• Drink cheap wine: Slate, which just fired its wine writer, has an odd piece claiming that most wine is overpriced, criticizing Slate for recommending expensive wine, and advocating that we drink wine that costs less than $10 a bottle. Sound familiar? The post is intriguing to say the least, and the comments are so harsh that you'd have thought that Brian Palmer, who wrote it, is telling Americans to run down the street naked. I don't say it's odd because Palmer likes cheap wine; after all, the Wine Curmudgeon is perhaps the foremost enthusiast for cheap wine in the country. Or that he argues that one reason why European wine consumption is so much higher than ours is that prices are so much lower there. Rather, it's the dig that the article takes at Slate, and, by implicaton, departed wine columnist Mike Steinberger. Are some axes being ground?
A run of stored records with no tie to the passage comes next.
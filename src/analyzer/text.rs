//! Plain text heuristics

use std::collections::HashSet;

use serde_json::json;

use super::context::FileContext;
use crate::constants::text::{IDEAL_SENTENCE_LENGTH, READABILITY_SPAN};
use crate::types::{Result, Section, section};

#[derive(Debug, Clone, Default, PartialEq)]
pub struct TextStats {
    pub line_count: usize,
    pub word_count: usize,
    /// Unicode scalar values
    pub char_count: usize,
    pub average_line_length: f64,
    /// Non-empty segments between `.`, `!` and `?`
    pub sentence_count: usize,
    /// Distinct lowercased words
    pub unique_words: usize,
}

impl TextStats {
    pub fn measure(text: &str) -> Self {
        let line_count = text.lines().count();
        let char_count = text.chars().count();
        let line_chars: usize = text.lines().map(|l| l.chars().count()).sum();

        let words: Vec<&str> = text.split_whitespace().collect();
        let unique_words = words
            .iter()
            .map(|w| w.to_lowercase())
            .collect::<HashSet<_>>()
            .len();

        let sentence_count = text
            .split(['.', '!', '?'])
            .filter(|s| !s.trim().is_empty())
            .count();

        Self {
            line_count,
            word_count: words.len(),
            char_count,
            average_line_length: if line_count == 0 {
                0.0
            } else {
                line_chars as f64 / line_count as f64
            },
            sentence_count,
            unique_words,
        }
    }

    /// `1 - (avg_sentence_len - 15) / 30`, clamped to [0,1]; 0 without sentences
    pub fn readability(&self) -> f64 {
        if self.sentence_count == 0 {
            return 0.0;
        }
        let avg = self.word_count as f64 / self.sentence_count as f64;
        (1.0 - (avg - IDEAL_SENTENCE_LENGTH) / READABILITY_SPAN).clamp(0.0, 1.0)
    }
}

pub fn structure(ctx: &FileContext<'_>) -> Result<Section> {
    let stats = ctx.text_stats();
    Ok(section(json!({
        "line_count": stats.line_count,
        "word_count": stats.word_count,
        "char_count": stats.char_count,
        "average_line_length": stats.average_line_length,
    })))
}

pub fn content(ctx: &FileContext<'_>) -> Result<Section> {
    let stats = ctx.text_stats();
    Ok(section(json!({
        "sentence_count": stats.sentence_count,
        "unique_words": stats.unique_words,
    })))
}

pub fn quality(ctx: &FileContext<'_>) -> Result<Section> {
    Ok(section(json!({
        "readability": ctx.text_stats().readability(),
    })))
}

#[cfg(test)]
mod tests {
    use super::*;
    use proptest::prelude::*;

    #[test]
    fn test_counts() {
        let stats = TextStats::measure("Hello world.\nHello again!\n");
        assert_eq!(stats.line_count, 2);
        assert_eq!(stats.word_count, 4);
        assert_eq!(stats.char_count, 26);
        assert_eq!(stats.sentence_count, 2);
        assert_eq!(stats.unique_words, 3);
        assert!((stats.average_line_length - 12.0).abs() < 1e-9);
    }

    #[test]
    fn test_char_count_is_unicode_scalars() {
        assert_eq!(TextStats::measure("héllo").char_count, 5);
    }

    #[test]
    fn test_readability() {
        // short sentences read perfectly
        assert_eq!(TextStats::measure("Go now. Stop.").readability(), 1.0);
        assert_eq!(TextStats::measure("").readability(), 0.0);

        let long = format!("{}.", vec!["word"; 45].join(" "));
        assert_eq!(TextStats::measure(&long).readability(), 0.0);

        let thirty = format!("{}.", vec!["word"; 30].join(" "));
        assert!((TextStats::measure(&thirty).readability() - 0.5).abs() < 1e-9);
    }

    proptest! {
        #[test]
        fn prop_readability_bounded(text in "[a-zA-Z .!?\n]{0,300}") {
            let r = TextStats::measure(&text).readability();
            prop_assert!((0.0..=1.0).contains(&r));
        }
    }
}
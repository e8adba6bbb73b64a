use console::style;
use serde_json::Value;

use crate::analyzer::{BatchReport, BatchSummary};
use crate::cli::util::percent;
use crate::types::{AnalysisReport, Enrichment, Section};

pub struct Output;

impl Output {
    pub fn new() -> Self {
        Self
    }

    pub fn success(&self, message: &str) {
        println!("{} {}", style("✓").green(), message);
    }

    pub fn error(&self, message: &str) {
        eprintln!("{} {}", style("✗").red(), message);
    }

    pub fn warning(&self, message: &str) {
        println!("{} {}", style("⚠").yellow(), message);
    }

    pub fn info(&self, message: &str) {
        println!("{} {}", style("ℹ").blue(), message);
    }

    pub fn header(&self, message: &str) {
        println!("\n{}", style(message).bold().underlined());
    }

    pub fn section(&self, message: &str) {
        println!("\n{}", style(message).bold());
        println!("{}", "─".repeat(40));
    }

    pub fn field(&self, label: &str, value: impl std::fmt::Display) {
        println!("  {:<24} {}", style(label).dim(), value);
    }

    fn phase(&self, title: &str, section: &Section) {
        self.section(title);
        if section.is_empty() {
            println!("  {}", style("(empty)").dim());
        }
        for (key, value) in section {
            self.field(key, render_value(value));
        }
    }

    pub fn report(&self, report: &AnalysisReport) {
        let record = &report.record;
        self.header(&format!("{} ({})", record.path.display(), report.category));
        self.field("size", &record.size_human);
        self.field("mime type", record.mime_type.as_deref().unwrap_or("unknown"));
        self.field("sha256", &record.content_hash);
        self.field("duration", format!("{} ms", report.duration_ms));

        if let Some(error) = &report.error {
            self.warning(error);
        }

        self.phase("Structure", &report.structure);
        self.phase("Content", &report.content);
        self.phase("Quality", &report.quality);
        self.phase("Security", &report.security);

        if let Some(enrichment) = &report.enrichment {
            self.enrichment(enrichment);
        }

        if report.secrets_exposed() {
            self.warning("Possible secrets found; review before sharing this file");
        }
    }

    fn enrichment(&self, enrichment: &Enrichment) {
        self.section("Enrichment");
        self.field("model", &enrichment.model);
        self.field("risk level", &enrichment.risk_level);
        self.field("confidence", percent(enrichment.confidence));
        for recommendation in &enrichment.recommendations {
            println!("  • {}", recommendation);
        }
        if let Some(error) = &enrichment.error {
            self.warning(&format!("Fallback used: {}", error));
        }
    }

    pub fn batch(&self, report: &BatchReport) {
        let root = report
            .root
            .as_ref()
            .map(|p| p.display().to_string())
            .unwrap_or_else(|| "(explicit paths)".to_string());
        self.header(&format!("Batch analysis of {}", root));
        self.field("run id", report.run_id);
        self.field("files", report.total_files);
        self.field("analyzed", report.files_analyzed);
        self.field("failed", report.files_failed);
        self.field("skipped (too large)", report.files_skipped);
        self.field("duration", format!("{} ms", report.duration_ms));

        self.section("Files");
        for entry in &report.results {
            match entry.outcome.report() {
                Some(r) => println!(
                    "  {} {:<10} {}",
                    style("✓").green(),
                    r.category.as_str(),
                    entry.path.display()
                ),
                None => println!(
                    "  {} {:<10} {}",
                    style("✗").red(),
                    "failed",
                    entry.path.display()
                ),
            }
        }

        self.summary(&report.summary);
    }

    fn summary(&self, summary: &BatchSummary) {
        self.section("Summary");
        for (category, count) in &summary.by_category {
            self.field(category.as_str(), count);
        }
        self.field("total size", crate::types::record::format_size(summary.total_bytes));
        self.field("secrets flagged", summary.secrets_flagged);
        self.field("pii flagged", summary.pii_flagged);
        if let Some(score) = summary.average_maintainability {
            self.field("avg maintainability", percent(score));
        }

        for failure in &summary.failures {
            self.error(failure);
        }
        for partial in &summary.partial_failures {
            self.warning(partial);
        }
    }
}

impl Default for Output {
    fn default() -> Self {
        Self::new()
    }
}

/// Compact single-line rendering of a section value
fn render_value(value: &Value) -> String {
    match value {
        Value::String(s) => s.clone(),
        Value::Number(n) => match n.as_f64() {
            Some(f) if n.is_f64() => format!("{:.3}", f),
            _ => n.to_string(),
        },
        Value::Array(items) if items.is_empty() => "-".to_string(),
        Value::Array(items) => items
            .iter()
            .map(render_value)
            .collect::<Vec<_>>()
            .join(", "),
        other => other.to_string(),
    }
}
• Delivering wine by mail: Anyone who doubts that the Congress no longer has a grasp on reality need look no further than this -- a proposal to let the U.S. Postal Service deliver wine. Currently, the postal service is forbidden to handle booze, but the usual group of bi-partisan senators wants to change that as a way to boost revenue for the cash-strapped agency. What their proposal doesn't take into account is HR 1161, the anti-shipping bill that aims to eliminate the very shipping that this bill wants to allow. If I had the stomach for it, I'd look and see which of this bill's sponsors has also spoken favorably about HR 1161. But I don't have the stomach for it, because I'm afraid of what I would find.
• TV wine programs: Kris Chislett at BlogYourWine offers some clear-eyed analysis about why wine makes for a lousy TV show, noting that the programs are usually too long and the format is usually as visually dull as reading a wine magazine. This is something that I have always wondered about; somehow, programs on HGTV about people buying homes are a hit, but wine shows, to quote Chislett, "put me to sleep faster than 4 glasses of Australian Shiraz….laced with horse tranquilizers." He thinks one failing is a lack of personality, which may be true. On the other hand, even someone with a TV persona would have a difficult time making a Wine Magazine-style discussion -- "Doesn't this wine have cheery notes of leather?" -- worthwhile.



Wine is not visible, other than the color, so that's it for TV . Houses, gardens, before and after shots of kitchens, cooking, all have visual appeal. Let's face it, the real value in wine is drinking it.